In Depression-era America, bank robbers John Dillinger, Baby Face Nelson, and Pretty Boy Floyd were household names. Newspapers detailed their heists, radios narrated their getaways, wanted posters plastered their mug-shot scowls from coast-to-coast. Every detail of their bank robberies and personal lives was seized upon, scrutinized, circulated, and discussed.

Eight decades later, bank robbery is a digital, systematic crime practiced – with methods constantly improved – by organized syndicates. The stubbled faces of Dillinger, Nelson, and Floyd have been replaced by shapes on the world map tracing the borders of Russia, North Korea, and Iran. A former NSA Deputy Director said publicly in March that “nation states are robbing banks.”

A 2015-16 campaign stole hundreds of millions of dollars from banks in the Society for Worldwide Interbank Financial Telecommunication (SWIFT) network. SWIFT network banks in. That campaign, which targeted developing countries, was linked to the North Korean Reconnaissance General Bureau (RGB), security analysts believe. In 2017 North Korean hackers targeted at least three South Korean cryptocurrency exchanges, capitalizing on Bitcoin’s anonymity to circumvent international sanctions. The Pyongyang University of Science and Technology has begun offering its computer science students classes in Bitcoin and blockchain.

The best cybercriminals in the world live in Russia, where they are largely immune from prosecution. For instance, one of the cybercriminals who hacked Yahoo at the behest of Russian intelligence services, compromising millions of accounts, used the stolen data for spam and credit card fraud for personal benefit. Iran’s DDOS attack on leading U.S. banks exemplify its coercive strategy to exert influence through disruption and destruction.

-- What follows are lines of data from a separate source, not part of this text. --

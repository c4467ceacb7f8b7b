//! Construction parameters for `SlotVec`.

use alloc::string::String;

use crate::error::SlotVecError;

/// Configuration for a `SlotVec`.
///
/// Fixed at construction. The label is purely diagnostic and takes no part
/// in comparisons or invariants.
#[derive(Clone, Debug, PartialEq, Eq)]
pub struct SlotVecConfig {
    /// Number of slots allocated up front, and the capacity a disposed
    /// container grows back to on its next insertion.
    ///
    /// Default: 8. Must be non-zero.
    pub initial_capacity: usize,

    /// Diagnostic name of the container.
    pub label: Option<String>,
}

impl SlotVecConfig {
    /// Default number of slots allocated at construction.
    pub const DEFAULT_INITIAL_CAPACITY: usize = 8;

    /// Create a config with default capacity and no label.
    #[must_use]
    pub const fn new() -> Self {
        Self {
            initial_capacity: Self::DEFAULT_INITIAL_CAPACITY,
            label: None,
        }
    }

    #[must_use]
    pub fn with_initial_capacity(mut self, initial_capacity: usize) -> Self {
        self.initial_capacity = initial_capacity;
        self
    }

    #[must_use]
    pub fn with_label(mut self, label: impl Into<String>) -> Self {
        self.label = Some(label.into());
        self
    }

    /// Checks that the parameters describe a usable container.
    ///
    /// # Errors
    ///
    /// Returns `SlotVecError::InvalidConfiguration` if `initial_capacity` is 0.
    pub fn validate(&self) -> Result<(), SlotVecError> {
        if self.initial_capacity == 0 {
            return Err(SlotVecError::InvalidConfiguration {
                parameter: "initial_capacity",
                value: self.initial_capacity,
            });
        }
        Ok(())
    }
}

impl Default for SlotVecConfig {
    fn default() -> Self {
        Self::new()
    }
}
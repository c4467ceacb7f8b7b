//! Logging shims over the `log` facade.
//!
//! With the `log` feature disabled the macros expand to nothing, so call
//! sites must not rely on side effects inside the arguments.

macro_rules! debug {
    ($($arg:tt)+) => {
        #[cfg(feature = "log")]
        {
            log::debug!(target: "slotvec", $($arg)+);
        }
    };
}

macro_rules! trace {
    ($($arg:tt)+) => {
        #[cfg(feature = "log")]
        {
            log::trace!(target: "slotvec", $($arg)+);
        }
    };
}

pub(crate) use debug;
pub(crate) use trace;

Hackers in these countries, whether affiliated with the state or not, account for much of the cost of global cybercrime. The latest strategy of their sophisticated operations is to target the “seams” between well-defended networks, exploiting weak points in the global financial network to pull off massive heists and in some cases further their national rhetoric.

To combat these operations, major international financial institutions are investing in defense, better fraud prevention, and transaction authentication. One report says that banks spend three times as much on cybersecurity as non-financial institutions to fight what has become a systematic risk to financial stability.

In the 1920s and ‘30s, the world sat back and watched John Dillinger, Baby Face Nelson, and Pretty Boy Floyd do their dirty work as the FBI slowly closed in. We can’t do that today. Governments, financial institutions, companies with banking records, and anyone with an ATM card should be invested in stopping financial cybercrime.

Banks have banded together to share information in near real time in order to protect the stability of the broader electronic financial system on which the world economy to heavily depends. Ultimately, they have determined that no one organization can go it alone with faced with such organized and well-funded adversaries. With the stability of the global financial system in play, unprecedented collaboration has become the new norm, we at McAfee embrace the same spirit by building all of our technology to facilitate the sharing of critical data across hundreds of technology partners. It appears sharing and collaboration will be the only way to counter this new breed of adversary and no one can go it alone anymore. The banks are leading  the way in this new reality of Together is Power.